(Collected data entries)
*** Begin section ***
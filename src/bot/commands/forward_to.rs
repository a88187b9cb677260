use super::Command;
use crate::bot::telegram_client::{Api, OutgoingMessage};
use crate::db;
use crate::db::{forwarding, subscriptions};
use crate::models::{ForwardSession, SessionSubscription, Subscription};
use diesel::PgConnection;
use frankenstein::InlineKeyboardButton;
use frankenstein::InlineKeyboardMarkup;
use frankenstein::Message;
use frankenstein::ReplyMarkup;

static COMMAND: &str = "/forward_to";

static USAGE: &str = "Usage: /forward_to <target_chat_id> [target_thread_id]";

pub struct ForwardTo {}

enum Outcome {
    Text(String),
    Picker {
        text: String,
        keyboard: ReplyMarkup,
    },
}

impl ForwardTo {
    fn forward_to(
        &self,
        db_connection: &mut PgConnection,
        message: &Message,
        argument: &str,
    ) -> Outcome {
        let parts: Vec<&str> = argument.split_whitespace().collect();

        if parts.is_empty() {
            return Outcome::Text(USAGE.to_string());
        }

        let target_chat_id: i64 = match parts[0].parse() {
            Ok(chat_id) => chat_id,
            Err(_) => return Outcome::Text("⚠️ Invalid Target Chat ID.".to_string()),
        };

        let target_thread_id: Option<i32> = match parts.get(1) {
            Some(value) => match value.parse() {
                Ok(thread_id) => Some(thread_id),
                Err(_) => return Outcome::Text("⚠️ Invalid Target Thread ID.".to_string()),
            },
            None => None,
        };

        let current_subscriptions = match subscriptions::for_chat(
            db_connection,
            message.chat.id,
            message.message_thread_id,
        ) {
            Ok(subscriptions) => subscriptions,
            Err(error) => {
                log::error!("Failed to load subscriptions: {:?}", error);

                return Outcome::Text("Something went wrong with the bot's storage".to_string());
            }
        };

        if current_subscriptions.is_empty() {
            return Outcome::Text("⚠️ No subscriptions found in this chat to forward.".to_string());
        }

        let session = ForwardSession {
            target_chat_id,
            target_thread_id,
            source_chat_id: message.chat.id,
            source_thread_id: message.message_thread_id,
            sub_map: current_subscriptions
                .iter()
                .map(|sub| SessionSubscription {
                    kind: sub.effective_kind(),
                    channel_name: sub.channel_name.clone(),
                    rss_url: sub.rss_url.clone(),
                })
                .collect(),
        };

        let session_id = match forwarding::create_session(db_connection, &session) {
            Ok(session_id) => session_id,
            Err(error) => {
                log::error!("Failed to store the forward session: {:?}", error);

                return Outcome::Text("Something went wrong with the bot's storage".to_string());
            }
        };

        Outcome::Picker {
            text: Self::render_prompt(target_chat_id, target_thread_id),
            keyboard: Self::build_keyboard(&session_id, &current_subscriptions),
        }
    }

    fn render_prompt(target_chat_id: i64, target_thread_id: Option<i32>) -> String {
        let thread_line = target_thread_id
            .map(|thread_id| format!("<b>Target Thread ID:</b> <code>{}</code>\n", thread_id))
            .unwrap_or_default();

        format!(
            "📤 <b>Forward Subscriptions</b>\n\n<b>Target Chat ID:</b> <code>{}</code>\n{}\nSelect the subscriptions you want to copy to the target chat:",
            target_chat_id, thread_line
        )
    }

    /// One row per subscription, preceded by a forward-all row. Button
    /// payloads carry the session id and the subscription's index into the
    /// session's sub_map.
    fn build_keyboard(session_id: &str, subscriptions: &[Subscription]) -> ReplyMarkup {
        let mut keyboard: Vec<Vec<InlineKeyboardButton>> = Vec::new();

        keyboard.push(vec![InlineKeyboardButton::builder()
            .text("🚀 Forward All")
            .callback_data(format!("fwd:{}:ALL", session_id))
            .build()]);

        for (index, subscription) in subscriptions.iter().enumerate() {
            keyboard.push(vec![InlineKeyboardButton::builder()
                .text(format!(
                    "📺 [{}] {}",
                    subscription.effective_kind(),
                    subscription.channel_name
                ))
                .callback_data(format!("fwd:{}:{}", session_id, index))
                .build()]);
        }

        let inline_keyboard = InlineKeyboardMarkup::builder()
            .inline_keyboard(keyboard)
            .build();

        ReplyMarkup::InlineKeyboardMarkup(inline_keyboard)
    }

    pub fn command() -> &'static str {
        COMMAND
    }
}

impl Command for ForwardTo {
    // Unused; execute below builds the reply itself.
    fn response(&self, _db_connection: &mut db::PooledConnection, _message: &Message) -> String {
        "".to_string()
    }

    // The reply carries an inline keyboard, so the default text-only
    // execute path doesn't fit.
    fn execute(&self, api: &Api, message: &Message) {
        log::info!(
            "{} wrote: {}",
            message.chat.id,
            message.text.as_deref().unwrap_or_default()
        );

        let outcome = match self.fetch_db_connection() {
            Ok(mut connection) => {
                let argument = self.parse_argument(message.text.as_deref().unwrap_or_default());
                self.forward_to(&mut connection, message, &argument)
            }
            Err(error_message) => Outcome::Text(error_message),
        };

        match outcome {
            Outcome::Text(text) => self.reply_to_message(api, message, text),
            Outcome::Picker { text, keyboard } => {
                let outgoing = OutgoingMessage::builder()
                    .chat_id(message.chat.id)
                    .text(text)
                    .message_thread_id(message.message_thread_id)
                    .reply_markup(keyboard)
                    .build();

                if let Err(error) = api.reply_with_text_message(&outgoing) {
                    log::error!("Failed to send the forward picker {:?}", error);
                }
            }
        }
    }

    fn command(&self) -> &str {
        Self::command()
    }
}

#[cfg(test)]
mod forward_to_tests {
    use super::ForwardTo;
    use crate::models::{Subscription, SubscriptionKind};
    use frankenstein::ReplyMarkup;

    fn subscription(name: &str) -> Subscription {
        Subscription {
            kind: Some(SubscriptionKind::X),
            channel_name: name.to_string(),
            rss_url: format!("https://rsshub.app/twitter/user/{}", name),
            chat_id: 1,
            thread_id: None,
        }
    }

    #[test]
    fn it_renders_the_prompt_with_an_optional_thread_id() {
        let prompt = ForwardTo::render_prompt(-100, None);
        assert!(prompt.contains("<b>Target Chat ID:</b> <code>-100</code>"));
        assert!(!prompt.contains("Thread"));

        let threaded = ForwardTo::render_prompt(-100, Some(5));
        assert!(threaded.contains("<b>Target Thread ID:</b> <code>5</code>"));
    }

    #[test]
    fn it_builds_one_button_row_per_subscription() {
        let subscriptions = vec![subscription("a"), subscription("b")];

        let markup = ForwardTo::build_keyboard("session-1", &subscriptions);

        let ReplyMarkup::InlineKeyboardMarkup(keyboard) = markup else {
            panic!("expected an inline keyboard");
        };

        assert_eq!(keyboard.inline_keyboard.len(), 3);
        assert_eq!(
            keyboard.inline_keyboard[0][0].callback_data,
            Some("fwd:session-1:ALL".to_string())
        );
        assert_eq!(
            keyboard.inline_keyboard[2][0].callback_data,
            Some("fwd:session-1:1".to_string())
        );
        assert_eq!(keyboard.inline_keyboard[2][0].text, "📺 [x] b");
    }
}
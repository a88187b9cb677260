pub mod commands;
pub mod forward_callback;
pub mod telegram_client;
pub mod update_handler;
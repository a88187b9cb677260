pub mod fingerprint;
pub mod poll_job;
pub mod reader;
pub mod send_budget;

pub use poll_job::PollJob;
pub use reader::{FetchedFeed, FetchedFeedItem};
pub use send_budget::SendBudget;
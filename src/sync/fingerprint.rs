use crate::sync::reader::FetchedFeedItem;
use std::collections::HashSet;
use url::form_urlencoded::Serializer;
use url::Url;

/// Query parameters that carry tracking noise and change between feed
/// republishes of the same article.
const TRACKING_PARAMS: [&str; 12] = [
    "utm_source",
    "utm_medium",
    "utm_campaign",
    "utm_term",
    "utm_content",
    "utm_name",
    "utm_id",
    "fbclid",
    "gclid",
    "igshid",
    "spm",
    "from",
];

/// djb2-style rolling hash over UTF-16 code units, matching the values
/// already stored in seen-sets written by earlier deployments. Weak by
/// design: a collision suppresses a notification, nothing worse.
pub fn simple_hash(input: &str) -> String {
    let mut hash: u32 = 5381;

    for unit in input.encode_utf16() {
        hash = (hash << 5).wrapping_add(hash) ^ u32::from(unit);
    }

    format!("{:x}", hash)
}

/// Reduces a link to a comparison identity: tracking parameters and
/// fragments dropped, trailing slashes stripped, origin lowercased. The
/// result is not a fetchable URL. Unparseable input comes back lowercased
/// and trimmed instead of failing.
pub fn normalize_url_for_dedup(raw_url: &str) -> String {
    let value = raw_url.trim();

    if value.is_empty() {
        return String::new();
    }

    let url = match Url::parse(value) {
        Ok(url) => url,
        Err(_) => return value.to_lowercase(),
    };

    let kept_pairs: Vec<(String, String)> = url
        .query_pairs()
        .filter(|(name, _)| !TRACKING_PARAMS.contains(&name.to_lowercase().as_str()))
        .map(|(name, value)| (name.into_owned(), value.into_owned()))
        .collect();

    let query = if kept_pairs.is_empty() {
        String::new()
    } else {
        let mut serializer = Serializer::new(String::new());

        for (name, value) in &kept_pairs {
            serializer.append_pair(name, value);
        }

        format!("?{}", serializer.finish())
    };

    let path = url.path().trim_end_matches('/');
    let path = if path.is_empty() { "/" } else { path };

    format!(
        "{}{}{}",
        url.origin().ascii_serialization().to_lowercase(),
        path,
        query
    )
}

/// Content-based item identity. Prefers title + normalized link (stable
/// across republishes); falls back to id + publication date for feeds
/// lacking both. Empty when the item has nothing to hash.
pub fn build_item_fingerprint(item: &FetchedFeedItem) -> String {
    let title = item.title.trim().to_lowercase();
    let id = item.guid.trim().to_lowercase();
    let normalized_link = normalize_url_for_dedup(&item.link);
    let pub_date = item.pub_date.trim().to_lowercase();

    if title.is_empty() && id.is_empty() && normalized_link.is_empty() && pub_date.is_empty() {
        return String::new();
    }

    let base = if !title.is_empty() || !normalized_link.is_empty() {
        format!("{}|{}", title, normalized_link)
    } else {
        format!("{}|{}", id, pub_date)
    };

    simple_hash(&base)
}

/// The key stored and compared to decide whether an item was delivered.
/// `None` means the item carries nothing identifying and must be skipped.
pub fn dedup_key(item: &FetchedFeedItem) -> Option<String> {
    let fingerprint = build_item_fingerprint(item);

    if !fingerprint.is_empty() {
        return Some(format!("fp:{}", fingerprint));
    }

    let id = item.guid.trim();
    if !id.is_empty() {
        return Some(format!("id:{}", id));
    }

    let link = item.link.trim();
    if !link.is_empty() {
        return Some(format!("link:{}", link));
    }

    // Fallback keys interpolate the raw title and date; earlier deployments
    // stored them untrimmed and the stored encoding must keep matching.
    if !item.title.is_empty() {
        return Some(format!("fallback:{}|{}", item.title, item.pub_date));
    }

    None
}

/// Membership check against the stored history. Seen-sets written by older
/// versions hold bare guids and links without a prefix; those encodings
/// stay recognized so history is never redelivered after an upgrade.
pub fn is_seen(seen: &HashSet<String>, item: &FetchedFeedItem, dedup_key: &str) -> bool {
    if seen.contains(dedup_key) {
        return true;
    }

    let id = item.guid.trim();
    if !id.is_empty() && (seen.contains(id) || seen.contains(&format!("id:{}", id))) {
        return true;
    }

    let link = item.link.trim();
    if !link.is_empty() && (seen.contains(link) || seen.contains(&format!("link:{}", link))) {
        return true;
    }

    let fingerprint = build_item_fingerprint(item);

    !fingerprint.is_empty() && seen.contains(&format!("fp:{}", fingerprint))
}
*** End section ***
(Task description) If a line in the records contains the word "Failed", copy it out.

(Answer space)
                log::error!("Failed to load subscriptions: {:?}", error);
                log::error!("Failed to store the forward session: {:?}", error);
                    log::error!("Failed to send the forward picker {:?}", error);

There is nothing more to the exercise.